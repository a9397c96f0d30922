//! Column definitions and the fragments rendered from them.

use crate::config::LobDefaults;
use crate::ingest::{flag, SchemaRow};
use once_cell::sync::Lazy;
use regex::Regex;
use std::fmt;

/// Largest size accepted for character columns
pub const MAX_CHAR_SIZE: u32 = 4000;

/// Default expressions that are never wrapped in quotes
const DEFAULT_KEYWORDS: [&str; 6] = [
    "SYSDATE",
    "SYSTIMESTAMP",
    "USER",
    "CURRENT_DATE",
    "CURRENT_TIMESTAMP",
    "LOCALTIMESTAMP",
];

static NUMBER_SIZE: Lazy<Regex> = Lazy::new(|| {
    Regex::new(r"^\s*(\d+)\s*(?:,\s*(\d+)\s*)?$").expect("NUMBER size pattern is valid")
});

static CLUSTER_TAG: Lazy<Regex> =
    Lazy::new(|| Regex::new(r"^([YU])(\d+)$").expect("cluster tag pattern is valid"));

#[derive(Debug, Clone, PartialEq, Eq, Hash)]
pub enum ColumnType {
    Char,
    Varchar,
    Varchar2,
    NChar,
    NVarchar2,
    Number,
    Date,
    Timestamp,
    Clob,
    Blob,
    Other(String),
}

impl ColumnType {
    pub fn parse(value: &str) -> Self {
        let upper = value.trim().to_uppercase();
        match upper.as_str() {
            "CHAR" => ColumnType::Char,
            "VARCHAR" => ColumnType::Varchar,
            "VARCHAR2" => ColumnType::Varchar2,
            "NCHAR" => ColumnType::NChar,
            "NVARCHAR2" => ColumnType::NVarchar2,
            "NUMBER" => ColumnType::Number,
            "DATE" => ColumnType::Date,
            "TIMESTAMP" => ColumnType::Timestamp,
            "CLOB" => ColumnType::Clob,
            "BLOB" => ColumnType::Blob,
            _ => ColumnType::Other(upper),
        }
    }

    pub fn as_str(&self) -> &str {
        match self {
            ColumnType::Char => "CHAR",
            ColumnType::Varchar => "VARCHAR",
            ColumnType::Varchar2 => "VARCHAR2",
            ColumnType::NChar => "NCHAR",
            ColumnType::NVarchar2 => "NVARCHAR2",
            ColumnType::Number => "NUMBER",
            ColumnType::Date => "DATE",
            ColumnType::Timestamp => "TIMESTAMP",
            ColumnType::Clob => "CLOB",
            ColumnType::Blob => "BLOB",
            ColumnType::Other(name) => name,
        }
    }

    pub fn is_character(&self) -> bool {
        matches!(
            self,
            ColumnType::Char
                | ColumnType::Varchar
                | ColumnType::Varchar2
                | ColumnType::NChar
                | ColumnType::NVarchar2
        )
    }

    pub fn is_lob(&self) -> bool {
        matches!(self, ColumnType::Clob | ColumnType::Blob)
    }

    /// Types that may be declared as virtual columns
    pub fn supports_virtual(&self) -> bool {
        self.is_character()
            || matches!(
                self,
                ColumnType::Number | ColumnType::Date | ColumnType::Timestamp
            )
    }
}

▶ [WHAT YOU NEED TO DO]
From the material above, return every line that contains "static".

▶ [OUTPUT BELOW]
static NUMBER_SIZE: Lazy<Regex> = Lazy::new(|| {
static CLUSTER_TAG: Lazy<Regex> =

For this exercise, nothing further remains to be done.